De plus, je propose - et je l'ai annoncé lors de la prise de fonction de la nouvelle directrice centrale des CRS - d'utiliser une unité de gendarmes mobiles et une unité de CRS supplémentaires, pour assurer l'ordre public bien sûr, mais aussi aux frontières. Enfin, 300 militaires de l'opération sentinelle contribuent à la tenue de nos frontières. Nous obtenons ainsi un doublement des effectifs, sans créer de postes supplémentaires. En effet, je souhaite que les 1 500 policiers supplémentaires prévus pour l'année prochaine - hors renseignements territoriaux et DGSI - soient des postes créés en sécurité publique, dans les commissariats de notre pays. Nous aurons d'autres occasions de parler ensemble de la façon dont nous redéploierons des effectifs sur le terrain, en supprimant notamment les tâches indues, et j'en aurai une à présenter dans quelques instants à Mme la rapporteure, dans le cadre de la mission « Administration générale et territoriale de l'État ».

Au sujet de la loi de programmation, je la prépare, à la suite de la parution du Livre blanc et de ma lettre d'accompagnement. Des mesures réglementaires sont prévues, que je prendrai sans attendre la loi. Par ailleurs, la proposition de loi de M. Fauvergue et de Mme Thourot a été présentée, qui couvre une partie des propositions, notamment en matière de sécurité privée et de police municipale.

Certains sujets relèvent donc de la négociation. Vous avez mentionné le cycle horaire, monsieur le sénateur, mais c'est aussi le cas de la hiérarchie dans la police ou de la réforme de la préfecture de police de Paris.

Et puis, il y aura la loi de programmation dans laquelle il sera notamment question de la fameuse répartition entre gendarmes et policiers, qui passionnera sans doute tous les élus de France et le ministre de l'intérieur. Je souhaite que ce sujet soit abordé tranquillement, tout au long de l'année 2021, de manière à réfléchir à l'évolution de cette carte importante. La question du cyber a également son importance pour la police nationale et la gendarmerie, comme celles de l'intelligence artificielle et du numérique - en ce qui concerne les nouveaux formats mais aussi les réseaux, et notre ministère a un retard à rattraper dans ce domaine. Ces questions feront aussi l'objet d'une négociation tout au long de l'année 2021 et, pour répondre au sujet évoqué pour M. Leroy, je souhaite qu'une fois prête, cette loi soit discutée avec le Parlement, avec les syndicats et avec les élus.
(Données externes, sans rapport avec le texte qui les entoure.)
/// Render the answer for a routed topic.
pub fn render(topic: Topic, store: &DocumentStore, industry: &str) -> String {
    match topic {
        Topic::MarketSize => market_size(store, industry),
        Topic::KeyPlayers => key_players(store, industry),
        Topic::IndustryChallenges => industry_challenges(store, industry),
        Topic::IndustryDrivers => industry_drivers(store, industry),
        Topic::PorterFiveForces => porter(store, industry),
        Topic::PorterForce(force) => porter_force(store, industry, force),
        Topic::BalancedScorecard => balanced_scorecard(store, industry),
        Topic::ScorecardPerspective(perspective) => {
            scorecard_perspective(store, industry, perspective)
        }
        Topic::Recommendations => recommendations(store, industry),
        Topic::RecommendationHorizon(horizon) => {
            recommendation_horizon(store, industry, horizon)
        }
        Topic::ValueChain => value_chain(store, industry),
        Topic::CorePrinciples => core_principles(store),
        Topic::Methodologies => methodologies(store),
        Topic::TechnologyEnablers => technology_enablers(store),
        Topic::PerformanceMetrics => performance_metrics(store),
        Topic::ImplementationPractices => implementation_practices(store),
        Topic::BpmChallenges => bpm_challenges(store),
    }
}

/// Word-capitalize a phrase: first letter of each word uppercased, the rest
/// lowercased.
pub fn title_case(phrase: &str) -> String {
    phrase
        .split_whitespace()
        .map(|word| {
            let mut chars = word.chars();
            match chars.next() {
                Some(first) => {
                    first.to_uppercase().collect::<String>() + &chars.as_str().to_lowercase()
                }
                None => String::new(),
            }
        })
        .collect::<Vec<_>>()
        .join(" ")
}

/// Display form of a snake_case document key.
pub fn humanize(key: &str) -> String {
    title_case(&key.replace('_', " "))
}

fn text(value: &Value) -> &str {
    value.as_str().unwrap_or("")
}

fn items(value: &Value) -> &[Value] {
    value.as_array().map(Vec::as_slice).unwrap_or(&[])
}

/// Render a sequence element that may be a plain string or something richer.
fn item_text(item: &Value) -> String {
    match item {
        Value::String(s) => s.clone(),
        other => other.to_string(),
    }
}

fn market_size(store: &DocumentStore, industry: &str) -> String {
    let overview = store.overview();
    let market = &overview["market_size"];

    let mut out = format!(
        "# Market Size and Growth for the {} Industry\n\n",
        title_case(industry)
    );
    let _ = write!(
        out,
        "The global {} industry is valued at {} with a projected growth rate of {}.\n\n",
        industry,
        text(&market["global_value"]),
        text(&market["projected_growth"]),
    );

    out.push_str("## Key Markets\n");
    for market in items(&market["key_markets"]) {
        let _ = writeln!(out, "- {}", item_text(market));
    }

    out.push_str("\n## Market Segments\n");
    for segment in items(&overview["key_segments"]) {
        let _ = writeln!(
            out,
            "- {}: {}",
            text(&segment["name"]),
            text(&segment["description"])
        );
        let _ = writeln!(out, "  - Market share: {}", text(&segment["market_share"]));
        let _ = writeln!(out, "  - Growth rate: {}\n", text(&segment["growth_rate"]));
    }

    out
}

fn key_players(store: &DocumentStore, industry: &str) -> String {
    let landscape = store.competitive_landscape();

    let mut out = format!(
        "# Competitive Landscape of the {} Industry\n\n",
        title_case(industry)
    );
    let _ = write!(
        out,
        "The {} industry has {} market concentration.\n\n",
        industry,
        text(&landscape["market_concentration"])
    );

    out.push_str("## Key Players\n");
    for player in items(&landscape["key_players"]) {
        let _ = writeln!(
            out,
            "### {} ({})",
            text(&player["name"]),
            text(&player["headquarters"])
        );
        let _ = writeln!(out, "- Market share: {}", text(&player["market_share"]));
        out.push_str("- Key strengths:\n");
        for strength in items(&player["key_strengths"]) {
            let _ = writeln!(out, "  - {}", item_text(strength));
        }
        out.push_str("- Key weaknesses:\n");
        for weakness in items(&player["key_weaknesses"]) {
            let _ = writeln!(out, "  - {}", item_text(weakness));
        }
        out.push('\n');
    }

    out.push_str("## New Entrants\n");
    for entrant in items(&landscape["new_entrants"]) {
        let _ = writeln!(out, "### {}", text(&entrant["name"]));
        let _ = writeln!(out, "- Focus: {}", text(&entrant["focus"]));
        let _ = writeln!(out, "- Funding: {}", text(&entrant["funding"]));
        let _ = writeln!(out, "- Strengths: {}", text(&entrant["strengths"]));
        let _ = writeln!(out, "- Challenges: {}\n", text(&entrant["challenges"]));
    }

    out.push_str("## Strategic Partnerships\n");
    for partnership in items(&landscape["strategic_partnerships"]) {
        let partners: Vec<String> = items(&partnership["partners"])
            .iter()
            .map(item_text)
            .collect();
        let _ = writeln!(
            out,
            "- {}: {}",
            partners.join(", "),
            text(&partnership["focus"])
        );
    }

    out
}

fn industry_challenges(store: &DocumentStore, industry: &str) -> String {
    let overview = store.overview();

    let mut out = format!(
        "# Key Challenges in the {} Industry\n\n",
        title_case(industry)
    );
    for challenge in items(&overview["challenges"]) {
        let _ = writeln!(out, "## {}", text(&challenge["challenge"]));
        let _ = writeln!(out, "{}", text(&challenge["description"]));
        let _ = writeln!(out, "Impact: {}\n", text(&challenge["impact"]));
    }

    // Per-process-area challenges from the business process analysis.
    out.push_str("# Process-Specific Challenges\n\n");
    let processes = store.business_processes();
    if let Some(areas) = processes.as_object() {
        for (area, details) in areas {
            let challenges = &details["key_challenges"];
            if challenges.is_null() {
                continue;
            }
            let _ = writeln!(out, "## {}", humanize(area));
            for challenge in items(challenges) {
                let _ = writeln!(out, "### {}", text(&challenge["challenge"]));
                let _ = writeln!(out, "{}", text(&challenge["description"]));
                out.push_str("Process implications:\n");
                for implication in items(&challenge["process_implications"]) {
                    let _ = writeln!(out, "- {}", item_text(implication));
                }
                out.push('\n');
            }
        }
    }

    out
}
Il appartiendra ensuite au nouveau gouvernement de la République, issu des élections de l'année 2022, de choisir s'il reprend à son compte cette loi de programmation qui sera prête, s'il la modifie ou s'il l'abandonne - ce qui sera son droit le plus strict -, mais le travail sera fait, sur le modèle de ce qui a été réalisé pour les armées. J'insiste sur la nécessité de prendre le temps de cette longue et importante concertation. En effet, depuis le rattachement il y a plus de dix ans de la gendarmerie nationale au ministère de l'intérieur, aucune grande réforme de la police et de la sécurité de nos policiers et gendarmes n'a été mise en oeuvre, et nous devons donc prendre le temps de faire ce travail qui touche à la vie de ces femmes et de ces hommes, mais concerne aussi toutes les Françaises et tous les Français. Je crois avoir répondu à l'ensemble de vos questions et suis prêt désormais à présenter la mission « Administration générale et territoriale de l'État ».